Allegations of mistreatment at the camp surfaced early on
The US detention camp at Guantanamo Bay has come under intense scrutiny since it began to receive foreign detainees in early 2002.
The US has faced frequent attacks for holding inmates without trial and for their alleged mistreatment.
United Nations human rights investigators have called for the camp's immediate closure.
But the US government has been steadfast in its defence of the camp and says inmates are treated humanely.
Housed on a naval base in Cuba, the camp was established to hold suspected terrorists captured on the battlefields of Afghanistan.
The US defence department says their detention is a matter of security and military necessity in the "war on terror".
Pentagon officials insist the US is entitled them to hold "enemy combatants" - who do not enjoy the rights of prisoners of war or US citizens accused of crimes - without charges or trial for the duration of hostilities.
Doing so acts as a deterrent and prevents further attacks on the US, they say.
By November 2002, the camp held more than 750 detainees. Since then, hundreds have been either freed or handed over to their national governments.
Three detainees committed suicide in June 2006 - the first to succeed in doing so, though there had been earlier suicide attempts at the camp.
The camp currently houses about 460 detainees from about 40 countries, and is said to include terrorist suspects picked up in Eastern Europe and Africa.
In March 2006, the US defence department released the names and nationalities of the inmates for the first time.
It came as a result of a Freedom of Information Act request filed by the Associated Press news agency.
Allegations of mistreatment emerged from the start.
The International Red Cross is the only organisation that has been granted full access to detainees.
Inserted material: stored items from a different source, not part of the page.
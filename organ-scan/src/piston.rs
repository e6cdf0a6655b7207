//! Transpose buttons of the piston bank.
//!
//! The two transpose buttons are ordinary momentary keys (20 and 21 on the
//! piston channel), except that holding both at once is a reset chord. The
//! chord is checked whenever the 800ms guard is open; a detected chord closes
//! the guard again, and while it is closed neither button is sampled, so the
//! chord never leaks out as two button presses.

use log::info;

use crate::debounce::{DebounceCell, Transition};
use crate::keymap::LogicalKey;
use crate::line::{LineId, LineIo};
use crate::registry::DeviceId;
use crate::scanner::{EdgeEvent, EventSink};

/// Time after a reset chord during which the buttons are ignored.
pub const GESTURE_WINDOW_MS: u32 = 800;

/// Logical key of the transpose-up button.
pub const TRANSPOSE_UP_KEY: LogicalKey = 20;
/// Logical key of the transpose-down button.
pub const TRANSPOSE_DOWN_KEY: LogicalKey = 21;

/// SysEx command byte of the host's transpose report.
const TRANSPOSE_REPORT: u8 = 0x01;

/// Outcome of a gesture poll that is not an individual button edge.
#[derive(Copy, Clone, Debug, PartialEq, Eq)]
pub enum Gesture {
    /// Both buttons held: return the host's transpose to zero.
    Reset,
}

pub struct TransposeGesture {
    device: DeviceId,
    up: LineId,
    down: LineId,
    cells: [DebounceCell; 2],
    last_reset: Option<u32>,
}

impl TransposeGesture {
    /// Buttons on `up` and `down`; their edges are reported as keys of
    /// `device` so they share its channel.
    pub fn new(device: DeviceId, up: LineId, down: LineId) -> Self {
        Self {
            device,
            up,
            down,
            cells: [DebounceCell::new(); 2],
            last_reset: None,
        }
    }

    pub fn lines(&self) -> [LineId; 2] {
        [self.up, self.down]
    }

    pub fn configure<IO: LineIo + ?Sized>(&self, io: &mut IO) {
        io.configure_input_pullup(self.up);
        io.configure_input_pullup(self.down);
    }

    /// Sample both buttons at time `now_ms` (a wrapping millisecond clock).
    /// Individual edges go to `sink`; a reset chord is returned instead.
    pub fn poll<IO, S>(&mut self, now_ms: u32, io: &mut IO, sink: &mut S) -> Option<Gesture>
    where
        IO: LineIo + ?Sized,
        S: EventSink + ?Sized,
    {
        if let Some(last) = self.last_reset {
            if now_ms.wrapping_sub(last) < GESTURE_WINDOW_MS {
                return None;
            }
            self.last_reset = None;
        }

        let up = io.read(self.up).is_active();
        let down = io.read(self.down).is_active();
        if up && down {
            info!("transpose reset chord at {}ms", now_ms);
            self.last_reset = Some(now_ms);
            return Some(Gesture::Reset);
        }

        let buttons = [(up, TRANSPOSE_UP_KEY), (down, TRANSPOSE_DOWN_KEY)];
        for (i, (closed, key)) in buttons.into_iter().enumerate() {
            if let Some(transition) = self.cells[i].sample(closed) {
                sink.on_edge(EdgeEvent {
                    device: self.device,
                    key,
                    transition,
                });
            }
        }
        None
    }
}

/// Key presses that undo a host transpose of `transpose` semitones: one
/// press/release pair per semitone, on key 20 for a positive transpose and
/// key 21 otherwise.
pub fn reset_sequence(transpose: i16) -> impl Iterator<Item = (LogicalKey, Transition)> {
    let key = if transpose > 0 {
        TRANSPOSE_UP_KEY
    } else {
        TRANSPOSE_DOWN_KEY
    };
    (0..transpose.unsigned_abs())
        .flat_map(move |_| [(key, Transition::Pressed), (key, Transition::Released)])
}

/// Parse the host's transpose report: a SysEx message (starting with `0xF0`)
/// whose byte 3 is `0x01` followed by up to three bytes of signed ASCII
/// decimal. Parsing stops at the first non-digit; no digits reads as zero.
pub fn parse_transpose_report(sysex: &[u8]) -> Option<i16> {
    if sysex.get(3) != Some(&TRANSPOSE_REPORT) {
        return None;
    }
    let field = &sysex[4..sysex.len().min(7)];
    let mut digits = field.iter().skip_while(|b| **b == b' ').peekable();
    let negative = match digits.peek() {
        Some(b'-') => {
            digits.next();
            true
        }
        Some(b'+') => {
            digits.next();
            false
        }
        _ => false,
    };
    let magnitude = digits
        .take_while(|b| b.is_ascii_digit())
        .fold(0i16, |acc, b| acc * 10 + i16::from(b - b'0'));
    Some(if negative { -magnitude } else { magnitude })
}
impl<'a, const DEVICES: usize, const KEYS: usize> DeviceRegistry<'a, DEVICES, KEYS> {
    const KEY_SPACE_FITS: () = assert!(KEYS <= 256, "logical keys are u8");

    pub fn new() -> Self {
        let () = Self::KEY_SPACE_FITS;
        Self {
            devices: [None; DEVICES],
            len: 0,
            error: None,
        }
    }

    /// Validate `config` and take ownership of a fresh cell array for it.
    /// A rejected device also makes the later [`begin`](Self::begin) fail.
    pub fn register_device(&mut self, config: DeviceConfig<'a>) -> Result<DeviceId, ConfigError> {
        if self.len == DEVICES {
            warn!("rejecting device: registry holds {} devices already", DEVICES);
            return Err(self.reject(ConfigError::RegistryFull { capacity: DEVICES }));
        }
        if let Err(err) = config.validate(KEYS) {
            warn!("rejecting device {}: {}", self.len, err);
            return Err(self.reject(err));
        }

        let id = DeviceId(self.len as u8);
        self.devices[self.len] = Some(Device {
            config,
            cells: [DebounceCell::new(); KEYS],
        });
        self.len += 1;
        debug!(
            "registered device {}: {} strobes x {} senses, offset {}, stride {}",
            id,
            config.strobes.len(),
            config.senses.len(),
            config.keymap.offset,
            config.keymap.stride
        );
        Ok(id)
    }

    fn reject(&mut self, err: ConfigError) -> ConfigError {
        self.error.get_or_insert(err);
        err
    }

    pub fn len(&self) -> usize {
        self.len
    }

    pub fn is_empty(&self) -> bool {
        self.len == 0
    }

    /// First registration error, if any device was rejected.
    pub fn error(&self) -> Option<ConfigError> {
        self.error
    }

    pub fn config(&self, id: DeviceId) -> Option<&DeviceConfig<'a>> {
        self.devices.get(id.index())?.as_ref().map(Device::config)
    }

    /// Check the devices against each other, configure every line and start
    /// scanning. Strobes become outputs driven inactive; sense lines become
    /// inputs with pull-up. Devices may share sense lines but a line can
    /// never be a strobe of one device and a sense line of another.
    pub fn begin<IO: LineIo + ?Sized>(
        self,
        io: &mut IO,
    ) -> Result<Scanner<'a, DEVICES, KEYS>, ConfigError> {
        if let Some(err) = self.error {
            warn!("begin aborted: a device was rejected: {}", err);
            return Err(err);
        }

        let registered = &self.devices[..self.len];
        for (a, strobe_dev) in registered.iter().flatten().enumerate() {
            for (b, sense_dev) in registered.iter().flatten().enumerate() {
                if let Some(line) = strobe_dev
                    .config
                    .strobes
                    .iter()
                    .find(|line| sense_dev.config.senses.contains(line))
                {
                    let err = ConfigError::SharedLineConflict {
                        line: *line,
                        strobe_of: DeviceId(a as u8),
                        sense_of: DeviceId(b as u8),
                    };
                    warn!("begin aborted: {}", err);
                    return Err(err);
                }
            }
        }

        for device in registered.iter().flatten() {
            for &line in device.config.strobes {
                io.configure_output(line);
                io.drive(line, Level::INACTIVE);
            }
            for &line in device.config.senses {
                io.configure_input_pullup(line);
            }
        }

        info!("scanning {} devices", self.len);
        Ok(Scanner::from_devices(self.devices, self.len))
    }
}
However, the UN says it has evidence that torture has taken place at the prison.
The US says that it has no plans to close the camp
Its allegations include the force-feeding of hunger strikers through nasal tubes and the simultaneous use of interrogation techniques such as prolonged solitary confinement and exposure to extreme temperatures, noise and light.
The UN also says many of the inmates have had mental breakdowns.
Detainee representatives have repeatedly complained that inmates have been denied access to a lawyer.
In a report in May 2005, the human rights group Amnesty International called the camp "the gulag of our times" and also called for it to be shut down.
Last year, a report in the US magazine Newsweek - later retracted - said US guards had flushed a Koran down a toilet, sparking violent anti-US protests worldwide.
An FBI memo, reported in the New York Times, described incidents of abuse involving strangulation, beatings and the placing of lit cigarettes into detainees' ears.
The Pentagon insists prisoners are treated humanely.
It has admitted to five incidents in which the Koran was mishandled by staff at the camp. But the military says only about 10 cases of misconduct by guards have been recorded.
Nonetheless, early this year it announced an investigation into the allegations.
A separate inquiry was launched in October 2006 after a marine sergeant who visited the camp has said she understood "striking detainees was a common practice".
The sergeant said she had overheard a guard describe slamming a detainee's head into a cell door.
While there have been no new arrivals since September 2004, the department of defence says it has no plans to close the camp in the foreseeable future.
Military officials complain that those who call for the camp's closure fail to see the bigger picture - that many of the detainees are still dangerous and would attack the US if released.
The status of the remaining detainees is reviewed every year through a system of military administrative review boards, which recommend whether an inmate should be released or detained further.
These will continue indefinitely until all detainees are released, transferred to other governments or charged and tried, a defence official told the BBC.
The US says interrogations are yielding useful intelligence, including some from inmates who have been detained for up to two years.
So far, 10 inmates have been charged to be tried by a military commission.
But Mr Bush's plans to try them were dealt a blow in June 2006 when the US Supreme Court ruled that the president did not have the authority to order the detainees to face military commissions.
A law that sets standards for the interrogation and prosecution of foreign terror suspects held by the US was finally passed on 17 October 2006.